After covering the biggest meltdown mistake and the most important thing to do during one, Lisa turns to the part most parents would rather skip: the ways we unintentionally make meltdowns worse. In this episode of The Autism Mom Coach, she walks through five common escalators—too much talking, threats and consequences mid-meltdown, a tense voice, sarcasm, and dramatics—not as a gotcha, but because what you do is the one part of the equation fully within your control. You don’t need your child to comply or change anything for these shifts to work, and small changes in what you stop doing can change the whole temperature of the room.
In this episode, you’ll learn:
- Why talking, explaining, and negotiating during a meltdown tend to backfire, since a dysregulated child is responding to your affect—your urgency and impatience—rather than your words.
- How threats, consequences, a tight or clipped voice, and sarcasm pour fuel on the fire, and why “if you can’t change your tone, be quiet” is often the most useful move in the moment.
- Why dramatics and “performing” for an audience escalate public meltdowns, and how focusing on small, controllable shifts—rather than perfect parenting—lowers the intensity for everyone.
Resources mentioned:
- Schedule a consultation with Lisa
- Join The Solid Circle Waitlist
- Free Training: Reduce Meltdowns by 50% This Week
Related episodes:
The Most Important Thing to Do During a Meltdown (Ep #201)
The #1 Meltdown Mistake Autism Parents Make (And How to Stop) (Ep #200)
The Power of Co-Regulation for Autism Moms (Ep #185)
Listen Here
Transcript
Hi, everyone. Welcome back to The Autism Mom Coach Podcast.
In last week’s episode, I talked about the most important thing you can do during a meltdown. This week, I want to talk about the part most parents would rather skip: how we sometimes make meltdowns worse.
When I am coaching clients—especially in those first few sessions—I spend a lot of time trying to understand what a meltdown actually looks like.
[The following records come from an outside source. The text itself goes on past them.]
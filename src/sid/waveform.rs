//! Oscillator (waveform generator)
//!
//! 24-bit phase accumulator, 23-bit noise LFSR and the table lookup that turns
//! accumulator bits into an analog level.

use super::registers::ControlFlags;
use super::wave_tables::{wave_tables, WaveTables, TABLE_SIZE};
use super::ChipModel;

/// Accumulator mask (24 bits)
const ACCUMULATOR_MASK: u32 = 0xFF_FFFF;

/// Accumulator MSB, the sync and ring modulation source bit
const ACCUMULATOR_MSB: u32 = 0x80_0000;

/// Accumulator bit 19 clocks the noise LFSR
const NOISE_CLOCK_BIT: u32 = 0x08_0000;

/// LFSR value after reset, and the value it fades to while TEST is held
const NOISE_RESET: u32 = 0x7F_FFFC;

/// LFSR output taps, cleared when noise is combined with other waveforms
const NOISE_TAPS: u32 =
    (1 << 22) | (1 << 20) | (1 << 16) | (1 << 13) | (1 << 11) | (1 << 7) | (1 << 4) | (1 << 2);

/// Cycles the LFSR holds its state while TEST is set
const NOISE_FADE_CYCLES: u32 = 200_000;

/// Oscillator of one voice
#[derive(Clone)]
pub struct WaveformGenerator {
    tables: &'static WaveTables,
    accumulator: u32,
    accumulator_prev: u32,
    noise: u32,
    noise_ttl: u32,
    /// Last digital output, held for waveform 0 and noise
    previous: u8,
    /// Last analog output, held for waveform 0 and noise
    previous_dac: f32,
    freq: u32,
    pw: u32,
    waveform: u8,
    test: bool,
    ring: bool,
    sync: bool,
}

impl WaveformGenerator {
    /// Create an oscillator for the given chip revision
    pub fn new(model: ChipModel) -> Self {
        let mut wave = WaveformGenerator {
            tables: wave_tables(model),
            accumulator: 0,
            accumulator_prev: 0,
            noise: NOISE_RESET,
            noise_ttl: 0,
            previous: 0,
            previous_dac: 0.0,
            freq: 0,
            pw: 0,
            waveform: 0,
            test: false,
            ring: false,
            sync: false,
        };
        wave.reset();
        wave
    }

    /// Switch waveform tables to another revision
    pub fn set_chip_model(&mut self, model: ChipModel) {
        self.tables = wave_tables(model);
    }

    /// Advance one cycle
    #[inline]
    pub fn clock(&mut self) {
        // TEST holds the accumulator; only the LFSR fade is emulated
        if self.test {
            if self.noise_ttl != 0 {
                self.noise_ttl -= 1;
                if self.noise_ttl == 0 {
                    self.noise |= NOISE_RESET;
                    self.clock_noise(false);
                }
            }
            return;
        }

        self.accumulator_prev = self.accumulator;
        self.accumulator = (self.accumulator + self.freq) & ACCUMULATOR_MASK;

        if !self.accumulator_prev & self.accumulator & NOISE_CLOCK_BIT != 0 {
            self.clock_noise(true);
        }
    }

    /// Did the accumulator MSB rise during the last clock?
    #[inline]
    pub fn msb_rising(&self) -> bool {
        !self.accumulator_prev & self.accumulator & ACCUMULATOR_MSB != 0
    }

    /// SYNC bit of this voice
    #[inline]
    pub fn sync_enabled(&self) -> bool {
        self.sync
    }

    /// Hard-sync `dest` from this oscillator
    ///
    /// `source` is the oscillator that syncs this one. When this oscillator was
    /// itself synced on the same cycle its MSB rose, the destination is left
    /// alone.
    #[inline]
    pub fn synchronize(&self, dest: &mut WaveformGenerator, source: &WaveformGenerator) {
        if dest.sync && self.msb_rising() && !(self.sync && source.msb_rising()) {
            dest.accumulator = 0;
        }
    }

    /// Analog output, ring-modulated by `ring_modulator`'s accumulator MSB
    #[inline]
    pub fn output(&self, ring_modulator: &WaveformGenerator) -> f32 {
        if self.waveform == 0 || self.waveform > 7 {
            return self.previous_dac;
        }
        let (table, phase) = self.lookup(ring_modulator.accumulator, self.accumulator);
        self.tables.analog(table, phase)
    }

    fn lookup(&self, ring_accumulator: u32, accumulator: u32) -> (usize, usize) {
        let mut phase = (accumulator >> 12) as usize;
        let waveform = self.waveform as usize;
        // pulse high selects the four variants after the pulse-low tables
        let table = if waveform >= 4 && (self.test || phase as u32 >= self.pw) {
            waveform + 3
        } else {
            waveform - 1
        };
        if self.ring && ring_accumulator & ACCUMULATOR_MSB != 0 {
            phase ^= 0x800;
        }
        (table, phase & (TABLE_SIZE - 1))
    }

    /// Write frequency low byte
    pub fn write_freq_lo(&mut self, value: u8) {
        self.freq = (self.freq & 0xFF00) | value as u32;
    }

    /// Write frequency high byte
    pub fn write_freq_hi(&mut self, value: u8) {
        self.freq = ((value as u32) << 8) | (self.freq & 0xFF);
    }

    /// Write pulse width low byte
    pub fn write_pw_lo(&mut self, value: u8) {
        self.pw = (self.pw & 0xF00) | value as u32;
    }

    /// Write pulse width high nibble
    pub fn write_pw_hi(&mut self, value: u8) {
        self.pw = (((value as u32) << 8) & 0xF00) | (self.pw & 0xFF);
    }

    /// Write the control register
    pub fn write_control(&mut self, ring_modulator: &WaveformGenerator, control: u8) {
        let waveform_next = ControlFlags::waveform(control);
        let flags = ControlFlags::from_register(control);

        // switching to waveform 0 freezes the last output
        if waveform_next == 0 && (1..=7).contains(&self.waveform) {
            self.previous = self.read_osc_with(ring_modulator.accumulator, self.accumulator);
            self.previous_dac = self.output(ring_modulator);
        }

        self.waveform = waveform_next;
        self.ring = flags.contains(ControlFlags::RING) && self.waveform & 3 == 1;
        self.sync = flags.contains(ControlFlags::SYNC);

        let test_next = flags.contains(ControlFlags::TEST);
        if test_next && !self.test {
            // rising TEST: clear the accumulator, load inverted bit 19 into bit 1
            self.accumulator = 0;
            self.accumulator_prev = 0;
            let bit19 = (self.noise >> 18) & 2;
            self.noise = (self.noise & 0x7F_FFFD) | (bit19 ^ 2);
            self.noise_ttl = NOISE_FADE_CYCLES;
        } else if !test_next {
            // falling TEST shifts once
            self.clock_noise(self.test);
        }
        self.test = test_next;
    }

    /// OSC3 readback
    ///
    /// The 6581 reads the current accumulator, the 8580 the one latched a cycle
    /// earlier.
    pub fn read_osc(&self, ring_modulator: &WaveformGenerator, model: ChipModel) -> u8 {
        match model {
            ChipModel::Mos6581 => self.read_osc_with(ring_modulator.accumulator, self.accumulator),
            ChipModel::Mos8580 => {
                self.read_osc_with(ring_modulator.accumulator_prev, self.accumulator_prev)
            }
        }
    }

    fn read_osc_with(&self, ring_accumulator: u32, accumulator: u32) -> u8 {
        if self.waveform == 0 || self.waveform >= 8 {
            return self.previous;
        }
        let (table, phase) = self.lookup(ring_accumulator, accumulator);
        self.tables.digital(table, phase)
    }

    fn clock_noise(&mut self, shift: bool) {
        if shift {
            let bit0 = ((self.noise >> 22) ^ (self.noise >> 17)) & 1;
            self.noise = ((self.noise << 1) | bit0) & 0x7F_FFFF;
        }

        // combined with other waveforms, noise pulls its output taps low
        if self.waveform > 8 {
            self.noise &= 0x7F_FFFF ^ NOISE_TAPS;
        }

        if self.waveform >= 8 {
            self.previous = self.noise_output();
            let mut level = self.tables.zero_level();
            for bit in 0..8 {
                if self.previous & (1 << bit) != 0 {
                    level += self.tables.bit_weight(bit + 4);
                }
            }
            self.previous_dac = level;
        }
    }

    /// 8-bit noise output gathered from the LFSR taps
    fn noise_output(&self) -> u8 {
        let r = self.noise;
        (((r & 0x40_0000) >> 15)
            | ((r & 0x10_0000) >> 14)
            | ((r & 0x01_0000) >> 11)
            | ((r & 0x00_2000) >> 9)
            | ((r & 0x00_0800) >> 8)
            | ((r & 0x00_0080) >> 5)
            | ((r & 0x00_0010) >> 3)
            | ((r & 0x00_0004) >> 2)) as u8
    }

    /// Current accumulator value
    #[inline]
    pub fn accumulator(&self) -> u32 {
        self.accumulator
    }

    /// Current noise LFSR value
    pub fn noise_register(&self) -> u32 {
        self.noise
    }

    /// Current frequency register
    pub fn freq(&self) -> u32 {
        self.freq
    }

    /// Reset to power-on state
    pub fn reset(&mut self) {
        self.accumulator = 0;
        self.accumulator_prev = 0;
        self.previous = 0;
        self.previous_dac = 0.0;
        self.noise = NOISE_RESET;
        self.noise_ttl = 0;
        self.freq = 0;
        self.pw = 0;
        self.test = false;
        self.waveform = 0;
        self.ring = false;
        self.sync = false;
    }
}

impl std::fmt::Debug for WaveformGenerator {
    fn fmt(&self, f: &mut std::fmt::Formatter<'_>) -> std::fmt::Result {
        f.debug_struct("WaveformGenerator")
            .field("accumulator", &format_args!("{:06X}", self.accumulator))
            .field("freq", &self.freq)
            .field("pw", &self.pw)
            .field("waveform", &self.waveform)
            .field("test", &self.test)
            .field("sync", &self.sync)
            .field("ring", &self.ring)
            .finish_non_exhaustive()
    }
}

#[cfg(test)]
mod tests {
    use super::*;

    fn osc(model: ChipModel, freq: u16, control: u8) -> WaveformGenerator {
        let mut w = WaveformGenerator::new(model);
        let other = WaveformGenerator::new(model);
        w.write_freq_lo(freq as u8);
        w.write_freq_hi((freq >> 8) as u8);
        w.write_control(&other, control);
        w
    }

    #[test]
    fn test_accumulator_wraps_24_bit() {
        let mut w = osc(ChipModel::Mos6581, 0xFFFF, 0x20);
        for _ in 0..300 {
            w.clock();
        }
        assert_eq!(w.accumulator(), (0xFFFFu32 * 300) & 0xFF_FFFF);
    }

    #[test]
    fn test_test_bit_holds_accumulator() {
        let mut w = osc(ChipModel::Mos6581, 0x1000, 0x28);
        for _ in 0..100 {
            w.clock();
        }
        assert_eq!(w.accumulator(), 0);
    }

    #[test]
    fn test_noise_lfsr_clocked_by_bit19() {
        let mut w = osc(ChipModel::Mos8580, 0x8000, 0x80);
        let start = w.noise_register();
        // bit 19 rises every 16 cycles at this frequency
        for _ in 0..16 {
            w.clock();
        }
        assert_ne!(w.noise_register(), start);
    }

    #[test]
    fn test_noise_free_runs_but_holds_in_test() {
        let mut w = osc(ChipModel::Mos8580, 0x8000, 0x88);
        let held = w.noise_register();
        for _ in 0..1000 {
            w.clock();
        }
        assert_eq!(w.noise_register(), held);
    }

    #[test]
    fn test_noise_fades_to_ones_while_test_held() {
        let mut w = osc(ChipModel::Mos8580, 0x8000, 0x80);
        for _ in 0..5000 {
            w.clock();
        }
        let other = WaveformGenerator::new(ChipModel::Mos8580);
        w.write_control(&other, 0x88);
        for _ in 0..NOISE_FADE_CYCLES {
            w.clock();
        }
        assert_eq!(w.noise_register() & NOISE_RESET, NOISE_RESET);
    }

    #[test]
    fn test_test_release_resets_noise_predictably() {
        let other = WaveformGenerator::new(ChipModel::Mos8580);
        let run = || {
            let mut w = osc(ChipModel::Mos8580, 0x8000, 0x88);
            for _ in 0..NOISE_FADE_CYCLES + 10 {
                w.clock();
            }
            w.write_control(&other, 0x80);
            w.noise_register()
        };
        assert_eq!(run(), run());
    }

    #[test]
    fn test_sync_resets_destination() {
        let model = ChipModel::Mos6581;
        let mut src = osc(model, 0x4000, 0x20);
        let mut dest = osc(model, 0x0100, 0x22);
        let idle = WaveformGenerator::new(model);
        let mut resets = 0;
        for _ in 0..2048 {
            src.clock();
            dest.clock();
            let before = dest.accumulator();
            src.synchronize(&mut dest, &idle);
            if before != 0 && dest.accumulator() == 0 {
                resets += 1;
            }
        }
        // source MSB rises every 1024 cycles
        assert_eq!(resets, 2);
    }

    #[test]
    fn test_sync_clear_never_resets() {
        let model = ChipModel::Mos6581;
        for (fs, fd) in [(0x4000u16, 0x0100u16), (0xFFFF, 0x1234), (0x0001, 0xFFFF), (0x8000, 0x8000)] {
            let mut src = osc(model, fs, 0x20);
            let mut dest = osc(model, fd, 0x20);
            let idle = WaveformGenerator::new(model);
            let mut expected = 0u32;
            for _ in 0..5000 {
                src.clock();
                dest.clock();
                expected = (expected + fd as u32) & ACCUMULATOR_MASK;
                src.synchronize(&mut dest, &idle);
                assert_eq!(dest.accumulator(), expected);
            }
        }
    }

    #[test]
    fn test_ring_modulation_flips_triangle() {
        let model = ChipModel::Mos8580;
        let mut carrier = osc(model, 0x0000, 0x14);
        let mut modulator = osc(model, 0x8000, 0x20);
        let plain = carrier.output(&WaveformGenerator::new(model));
        // 256 cycles puts the modulator MSB high
        for _ in 0..256 {
            modulator.clock();
        }
        assert!(modulator.accumulator() & ACCUMULATOR_MSB != 0);
        carrier.clock();
        assert_ne!(carrier.output(&modulator), plain);
    }

    #[test]
    fn test_osc3_readback_sawtooth() {
        let model = ChipModel::Mos6581;
        let mut w = osc(model, 0x1000, 0x20);
        let other = WaveformGenerator::new(model);
        for _ in 0..0x100 {
            w.clock();
        }
        assert_eq!(w.accumulator(), 0x10_0000);
        assert_eq!(w.read_osc(&other, ChipModel::Mos6581), 0x10);
        // the 8580 lags by one cycle
        assert_eq!(w.read_osc(&other, ChipModel::Mos8580), 0x0F);
    }

    #[test]
    fn test_waveform_zero_holds_last_output() {
        let model = ChipModel::Mos6581;
        let mut w = osc(model, 0x2000, 0x20);
        let other = WaveformGenerator::new(model);
        for _ in 0..500 {
            w.clock();
        }
        let level = w.output(&other);
        w.write_control(&other, 0x00);
        for _ in 0..500 {
            w.clock();
        }
        assert_eq!(w.output(&other), level);
    }
}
Not just the meltdown itself, but the entire cycle.
One of the things I’m paying close attention to is what Mom is doing—or not doing—that may be escalating or prolonging the meltdown.
This is not a gotcha.
It’s because the easiest changes to make are the ones that are within our control.
We don’t need our child to cooperate, listen, comply, or do anything differently for us to make these changes.
So let’s talk about some of the things you may be doing that are not helping.
1. TOO MUCH TALKING
The first one is talking.
When our kids start escalating, most of us start talking.
We explain.
We ask questions.
We remind.
We correct.
We negotiate.
We try to get them to understand.
We say things like:
“Take a breath.”
“Use your words.”
“Why are you so upset?”
“We already talked about this.”
“You need to calm down.”
“You’re making this harder than it needs to be.”
But it doesn’t work.
Because this is not a teachable moment.
Your child is not responding to your words.
They are responding to your affect.
Your urgency.
Your impatience.
Your frustration.
Your desperation for the situation to stop.
When a child is dysregulated, fewer words are almost always better than more.
2. THREATS AND CONSEQUENCES IN THE MIDDLE OF THE FIRE
The second thing that makes meltdowns worse is reaching for threats and consequences in the middle of the meltdown.
Most of us were taught that when a child escalates, the adult should get firmer.
Talk more.
Explain more.
Raise the stakes.
Make the consequence clear.
Make sure the child knows who’s in charge.
For a dysregulated child, that approach is often gasoline on the fire.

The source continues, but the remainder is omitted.